The crisis cauldron boiled over on Friday and put the fires out, at least for now. So life has been a bit calmer here, which is a reason to be cheerful in itself, but there’s more. Last Saturday was St Patrick’s Day, as I’m sure you knew! But the significance for us is it means waving goodbye to hanging out in warm, dry snow free shopping centres, and hello to lots of festivals and other entertaining events that will pack out every weekend from now until November.
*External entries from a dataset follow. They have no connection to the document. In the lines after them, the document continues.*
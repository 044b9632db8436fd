//! Pharmacy quote model.
//!
//! A quote is one pharmacy's priced response to a medicine request. It may
//! cover only a subset of the requested items, and individual quoted items
//! may be unavailable or incompletely priced; those lines are retained for
//! display but excluded from totals and cart materialisation.

use chrono::{DateTime, Utc};
use psx_uuid::{RecordUuid, TimestampUuid};
use serde::{Deserialize, Serialize};

/// Status of a quote within its owning request.
#[derive(Clone, Copy, Debug, PartialEq, Eq, Serialize, Deserialize)]
#[serde(rename_all = "kebab-case")]
pub enum QuoteStatus {
    /// Submitted, awaiting the patient's decision.
    Offered,
    /// Chosen by the patient. At most one quote per request.
    Accepted,
    /// Declined (explicitly or because another quote was accepted).
    Rejected,
}

impl std::fmt::Display for QuoteStatus {
    fn fmt(&self, f: &mut std::fmt::Formatter<'_>) -> std::fmt::Result {
        let s = match self {
            QuoteStatus::Offered => "offered",
            QuoteStatus::Accepted => "accepted",
            QuoteStatus::Rejected => "rejected",
        };
        write!(f, "{}", s)
    }
}

/// Denormalised pharmacy details carried on each quote so the record stays
/// readable even if the registry entry later changes.
#[derive(Clone, Debug, PartialEq, Serialize, Deserialize)]
pub struct PharmacyRef {
    pub id: RecordUuid,
    pub name: String,
    pub address: String,
}

/// One line of a pharmacy quote, overlaying a requested item by name.
#[derive(Clone, Debug, PartialEq, Serialize, Deserialize)]
pub struct QuotedItem {
    /// Name of the requested item this line answers.
    pub name: String,
    #[serde(default, skip_serializing_if = "Option::is_none")]
    pub price: Option<f64>,
    #[serde(default, skip_serializing_if = "Option::is_none")]
    pub quantity: Option<u32>,
    pub available: bool,
}

impl QuotedItem {
    /// A quoted item is valid for totals and cart materialisation only when
    /// it is available, carries a finite non-negative price, and a positive
    /// quantity. Anything else is display-only.
    pub fn is_valid(&self) -> bool {
        self.available
            && self
                .price
                .is_some_and(|p| p.is_finite() && p >= 0.0)
            && self.quantity.is_some_and(|q| q > 0)
    }

    /// Price times quantity for a valid item, zero otherwise.
    pub fn line_total(&self) -> f64 {
        if self.is_valid() {
            // is_valid guarantees both fields are present
            self.price.unwrap_or(0.0) * f64::from(self.quantity.unwrap_or(0))
        } else {
            0.0
        }
    }
}

/// Input shape for a quoted item, validated against the request's item names
/// on submission.
#[derive(Clone, Debug)]
pub struct NewQuoteItem {
    pub name: String,
    pub price: Option<f64>,
    pub quantity: Option<u32>,
    pub available: bool,
}

/// One pharmacy's quote against a request.
#[derive(Clone, Debug, Serialize, Deserialize)]
pub struct Quote {
    /// Timestamp-prefixed identifier; orders by submission time within the
    /// request.
    pub id: TimestampUuid,
    pub pharmacy: PharmacyRef,
    pub items: Vec<QuotedItem>,
    #[serde(default, skip_serializing_if = "Option::is_none")]
    pub notes: Option<String>,
    pub status: QuoteStatus,
    pub quoted_at: DateTime<Utc>,
}

impl Quote {
    pub fn is_accepted(&self) -> bool {
        self.status == QuoteStatus::Accepted
    }

    /// Iterator over the lines that count towards totals and the cart.
    pub fn valid_items(&self) -> impl Iterator<Item = &QuotedItem> {
        self.items.iter().filter(|item| item.is_valid())
    }

    /// Returns true when the quote has at least one valid line and can be
    /// accepted.
    pub fn is_acceptable(&self) -> bool {
        self.items.iter().any(QuotedItem::is_valid)
    }

    /// Sum of `price * quantity` over the valid lines. A quote with no valid
    /// lines totals 0.0 and still participates in sorting.
    pub fn valid_total(&self) -> f64 {
        self.valid_items().map(QuotedItem::line_total).sum()
    }
}

#[cfg(test)]
mod tests {
    use super::*;

    fn item(price: Option<f64>, quantity: Option<u32>, available: bool) -> QuotedItem {
        QuotedItem {
            name: "Paracetamol".to_string(),
            price,
            quantity,
            available,
        }
    }

    fn quote_with(items: Vec<QuotedItem>) -> Quote {
        Quote {
            id: TimestampUuid::generate(None),
            pharmacy: PharmacyRef {
                id: RecordUuid::new(),
                name: "Lazz Pharma".to_string(),
                address: "12 Green Rd".to_string(),
            },
            items,
            notes: None,
            status: QuoteStatus::Offered,
            quoted_at: Utc::now(),
        }
    }

    #[test]
    fn test_item_valid_requires_all_conditions() {
        assert!(item(Some(500.0), Some(2), true).is_valid());
        assert!(!item(Some(500.0), Some(2), false).is_valid());
        assert!(!item(None, Some(2), true).is_valid());
        assert!(!item(Some(500.0), None, true).is_valid());
        assert!(!item(Some(500.0), Some(0), true).is_valid());
        assert!(!item(Some(f64::NAN), Some(2), true).is_valid());
        assert!(!item(Some(-1.0), Some(2), true).is_valid());
    }

    #[test]
    fn test_valid_total_sums_only_valid_lines() {
        let quote = quote_with(vec![
            item(Some(500.0), Some(2), true),  // 1000
            item(Some(120.0), Some(1), true),  // 120
            item(Some(999.0), Some(3), false), // unavailable, excluded
            item(None, Some(5), true),         // unpriced, excluded
        ]);

        assert_eq!(quote.valid_total(), 1120.0);
    }

    #[test]
    fn test_zero_valid_items_total_is_zero() {
        let quote = quote_with(vec![item(None, None, false)]);
        assert_eq!(quote.valid_total(), 0.0);
        assert!(!quote.is_acceptable());
    }

    #[test]
    fn test_invalid_lines_are_retained_for_display() {
        let quote = quote_with(vec![
            item(Some(500.0), Some(2), true),
            item(None, None, false),
        ]);

        assert_eq!(quote.items.len(), 2);
        assert_eq!(quote.valid_items().count(), 1);
    }

    #[test]
    fn test_quote_serde_round_trip() {
        let quote = quote_with(vec![item(Some(500.0), Some(2), true)]);
        let json = serde_json::to_string(&quote).unwrap();
        let back: Quote = serde_json::from_str(&json).unwrap();

        assert_eq!(back.items, quote.items);
        assert_eq!(back.status, QuoteStatus::Offered);
        assert_eq!(back.id, quote.id);
    }
}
Of course we were promised the son of beast, and the weekend was indeed cold, and snow arrived on Sunday, putting a chilly damper on our plans.

But Saturday went well. Really well. My new secret parking place in Swords remained undiscovered, and we only had a ten minute walk to the meeting point for people taking part in the parade. This year, we were offered the chance to ride on the little train with the children from the Snowflakes Autism Support Group, and to my surprise there was a compartment at the rear of the train with a ramp for wheelchairs.
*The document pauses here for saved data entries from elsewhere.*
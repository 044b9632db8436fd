//! Constants used throughout the PharmaStackX core crate.
//!
//! This module contains all path and filename constants to ensure
//! consistency across the codebase and make maintenance easier.

/// Directory name for medicine request records storage.
pub const REQUESTS_DIR_NAME: &str = "requests";

/// Directory name for pharmacy registry records storage.
pub const PHARMACIES_DIR_NAME: &str = "pharmacies";

/// Directory name for patient cart records storage.
pub const CARTS_DIR_NAME: &str = "carts";

/// Default directory for marketplace data storage when no explicit directory
/// is configured.
pub const DEFAULT_MARKET_DATA_DIR: &str = "market_data";

/// Filename for request JSON records.
pub const REQUEST_JSON_FILENAME: &str = "request.json";

/// Filename for pharmacy JSON records.
pub const PHARMACY_JSON_FILENAME: &str = "pharmacy.json";

/// Filename for cart JSON records.
pub const CART_JSON_FILENAME: &str = "cart.json";

/// Filename for the append-only request status audit trail.
pub const HISTORY_FILENAME: &str = "history.jsonl";

/// Legacy client message when a quoting pharmacy has no stored location.
pub const MSG_PHARMACY_LOCATION_NOT_RECORDED: &str = "Pharmacist location not recorded.";

/// Legacy client message when the distance computation itself fails.
pub const MSG_DISTANCE_CALCULATION_FAILED: &str = "Distance calculation failed.";

/// Legacy client message when the patient's geolocation was not provided.
pub const MSG_USER_LOCATION_NOT_TAKEN: &str = "User location not taken.";

/// Mean Earth radius in kilometres, used by the haversine computation.
pub const EARTH_RADIUS_KM: f64 = 6371.0;
//! Shared store utilities.
//!
//! Shared functions for the file-backed record stores: sharded directory
//! allocation and atomic JSON persistence used across the request, pharmacy,
//! and cart stores.

use std::{
    fs,
    io::{self, ErrorKind},
    path::{Path, PathBuf},
};

use psx_uuid::RecordUuid;
use serde::de::DeserializeOwned;
use serde::Serialize;

use crate::error::{RequestError, RequestResult};

/// Creates a unique sharded directory within a base records directory.
///
/// Allocates fresh identifiers and attempts to create the corresponding
/// sharded directory, guarding against identifier collisions or
/// pre-existing directories by retrying a bounded number of times.
///
/// # Returns
///
/// The allocated [`RecordUuid`] and the path to the created directory.
///
/// # Errors
///
/// Returns [`RequestError::RecordDirCreation`] if:
/// - directory creation fails after 5 attempts,
/// - parent directory creation fails.
pub(crate) fn create_uuid_and_shard_dir(base_dir: &Path) -> RequestResult<(RecordUuid, PathBuf)> {
    // Guard against pathological UUID collisions (or pre-existing directories
    // from external interference) by limiting retries.
    for _attempt in 0..5 {
        let id = RecordUuid::new();
        let candidate = id.sharded_dir(base_dir);

        if candidate.exists() {
            continue;
        }

        if let Some(parent) = candidate.parent() {
            fs::create_dir_all(parent).map_err(RequestError::RecordDirCreation)?;
        }

        match fs::create_dir(&candidate) {
            Ok(()) => return Ok((id, candidate)),
            Err(e) if e.kind() == ErrorKind::AlreadyExists => continue,
            Err(e) => return Err(RequestError::RecordDirCreation(e)),
        }
    }

    Err(RequestError::RecordDirCreation(io::Error::new(
        ErrorKind::AlreadyExists,
        "failed to allocate a unique record directory after 5 attempts",
    )))
}

/// Serialises `value` into `record_dir/filename` atomically.
///
/// The JSON is written to a temporary sibling first and renamed into place,
/// so a reader never observes a half-written record.
///
/// # Errors
///
/// Returns [`RequestError::Serialization`] or [`RequestError::FileWrite`].
pub(crate) fn write_json_atomic<T: Serialize>(
    record_dir: &Path,
    filename: &str,
    value: &T,
) -> RequestResult<()> {
    let json = serde_json::to_string_pretty(value).map_err(RequestError::Serialization)?;

    let tmp_path = record_dir.join(format!(".{filename}.tmp"));
    let final_path = record_dir.join(filename);

    fs::write(&tmp_path, json).map_err(RequestError::FileWrite)?;
    fs::rename(&tmp_path, &final_path).map_err(RequestError::FileWrite)
}

/// Reads and deserialises a JSON record file.
///
/// # Errors
///
/// Returns [`RequestError::FileRead`] or [`RequestError::Deserialization`].
pub(crate) fn read_json<T: DeserializeOwned>(path: &Path) -> RequestResult<T> {
    let contents = fs::read_to_string(path).map_err(RequestError::FileRead)?;
    serde_json::from_str(&contents).map_err(RequestError::Deserialization)
}

/// Walks a sharded records directory, yielding each leaf record directory.
///
/// The layout is `<base>/<s1>/<s2>/<uuid>/`; anything that is not a
/// directory at the expected depth is ignored.
pub(crate) fn walk_record_dirs(base_dir: &Path) -> Vec<PathBuf> {
    let mut dirs = Vec::new();

    let s1_iter = match fs::read_dir(base_dir) {
        Ok(it) => it,
        Err(_) => return dirs,
    };
    for s1 in s1_iter.flatten() {
        let s1_path = s1.path();
        if !s1_path.is_dir() {
            continue;
        }

        let s2_iter = match fs::read_dir(&s1_path) {
            Ok(it) => it,
            Err(_) => continue,
        };
        for s2 in s2_iter.flatten() {
            let s2_path = s2.path();
            if !s2_path.is_dir() {
                continue;
            }

            let id_iter = match fs::read_dir(&s2_path) {
                Ok(it) => it,
                Err(_) => continue,
            };
            for id_ent in id_iter.flatten() {
                let id_path = id_ent.path();
                if id_path.is_dir() {
                    dirs.push(id_path);
                }
            }
        }
    }

    dirs
}

#[cfg(test)]
mod tests {
    use super::*;
    use serde::Deserialize;
    use tempfile::TempDir;

    #[derive(Debug, PartialEq, Serialize, Deserialize)]
    struct Probe {
        value: u32,
    }

    #[test]
    fn test_create_shard_dir_layout() {
        let base = TempDir::new().unwrap();
        let (id, dir) = create_uuid_and_shard_dir(base.path()).unwrap();

        assert!(dir.is_dir());
        assert_eq!(dir, id.sharded_dir(base.path()));
    }

    #[test]
    fn test_write_then_read_json() {
        let base = TempDir::new().unwrap();
        let probe = Probe { value: 42 };

        write_json_atomic(base.path(), "probe.json", &probe).unwrap();
        let back: Probe = read_json(&base.path().join("probe.json")).unwrap();

        assert_eq!(back, probe);
        // No temp file left behind
        assert!(!base.path().join(".probe.json.tmp").exists());
    }

    #[test]
    fn test_read_missing_file_fails() {
        let base = TempDir::new().unwrap();
        let result: RequestResult<Probe> = read_json(&base.path().join("absent.json"));
        assert!(matches!(result, Err(RequestError::FileRead(_))));
    }

    #[test]
    fn test_walk_finds_created_record_dirs() {
        let base = TempDir::new().unwrap();
        let (_, d1) = create_uuid_and_shard_dir(base.path()).unwrap();
        let (_, d2) = create_uuid_and_shard_dir(base.path()).unwrap();

        let mut found = walk_record_dirs(base.path());
        found.sort();
        let mut expected = vec![d1, d2];
        expected.sort();

        assert_eq!(found, expected);
    }

    #[test]
    fn test_walk_missing_base_is_empty() {
        let base = TempDir::new().unwrap();
        let found = walk_record_dirs(&base.path().join("nope"));
        assert!(found.is_empty());
    }
}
So B rode the train past cheering crowds doing her best princess impression, and enjoying every minute.

Princess B, St Patrick's Day, Swords Parade

And I thought how lucky and blessed we both are.

I was reminded of that thought on Wednesday at a focus group I attended about community living for people with severe/profound disabilities and complex medical needs (a horrible mouthful, I know).
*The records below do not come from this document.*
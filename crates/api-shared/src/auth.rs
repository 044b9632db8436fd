use std::env;

use axum::http::StatusCode;

/// Validates the provided pharmacy API key against the expected key from
/// the environment.
///
/// The pharmacy write path (`POST /requests/{id}/quotes`) is the only
/// externally authenticated surface of this subsystem; patient-side session
/// handling is an external collaborator.
///
/// Returns `Ok(())` if the key is valid, or a status/message pair ready for
/// an axum error response if invalid or missing.
pub fn validate_api_key(provided_key: &str) -> Result<(), (StatusCode, &'static str)> {
    let expected_key = env::var("PSX_PHARMACY_API_KEY").map_err(|_| {
        (
            StatusCode::INTERNAL_SERVER_ERROR,
            "PSX_PHARMACY_API_KEY not set in environment",
        )
    })?;

    if provided_key == expected_key {
        Ok(())
    } else {
        Err((StatusCode::UNAUTHORIZED, "Invalid API key"))
    }
}
//! Quote-ready push hub.
//!
//! Replaces the legacy fixed-interval client poll with server push while
//! preserving the client-visible contract: a boolean "quote ready" signal
//! plus a full request snapshot (see the watch handler in `lib.rs`).
//!
//! One `tokio::sync::watch` channel per watched request. Quote submission
//! bumps the channel's counter; watchers wake, reload the snapshot, and
//! decide whether the request has reached `quoted`. Channels whose last
//! watcher has disconnected are pruned on the next touch, so the hub's
//! size tracks the number of requests actually being watched.

use std::collections::HashMap;
use std::sync::Mutex;

use psx_uuid::RecordUuid;
use tokio::sync::watch;

/// Per-request notification channels.
#[derive(Debug, Default)]
pub struct QuoteReadyHub {
    channels: Mutex<HashMap<RecordUuid, watch::Sender<u64>>>,
}

impl QuoteReadyHub {
    pub fn new() -> Self {
        Self::default()
    }

    /// Subscribes to bump notifications for one request, creating the
    /// channel on first use.
    pub fn subscribe(&self, request_id: &RecordUuid) -> watch::Receiver<u64> {
        let mut channels = self.lock();
        channels
            .entry(request_id.clone())
            .or_insert_with(|| watch::channel(0).0)
            .subscribe()
    }

    /// Signals that something changed on a request (a quote arrived).
    ///
    /// A channel with no remaining watchers is pruned instead of bumped.
    pub fn notify(&self, request_id: &RecordUuid) {
        let mut channels = self.lock();
        if let Some(sender) = channels.get(request_id) {
            if sender.receiver_count() == 0 {
                channels.remove(request_id);
            } else {
                sender.send_modify(|v| *v += 1);
            }
        }
    }

    /// Number of live channels; used by tests and diagnostics.
    pub fn watched_requests(&self) -> usize {
        self.lock().len()
    }

    fn lock(&self) -> std::sync::MutexGuard<'_, HashMap<RecordUuid, watch::Sender<u64>>> {
        // A poisoned lock only means a panicking watcher; the map itself
        // stays usable.
        match self.channels.lock() {
            Ok(guard) => guard,
            Err(poisoned) => poisoned.into_inner(),
        }
    }
}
I’ve often wondered, silently and out loud, why I never see other people like my daughter in public. I’m beginning to get some answers.

One reason is scarcity: there’s probably no more than a few thousand people in the whole country with a similar level of disability.

Then there’s the problem of incontinence and the lack of changing places toilets, that I *may* have mentioned before. For us that means we only leave the house for 3-4 hours at a time. For others, it means they barely leave the house at all.

Food can be a problem too: some people need a mashed or liquidised diet, which can be difficult to find (I have resorted to mashing up McDonalds chips in emergencies!), others are tube fed or peg fed, not very compatible with leaving the house.

Children and adults with complex medical problems such as intractable epilepsy may be at risk without their medication or specialised equipment, and may rarely venture far from home, school or day service.

Others display behaviour that doesn’t conform to social norms, which may mean they are not happy out, and are happier staying at home.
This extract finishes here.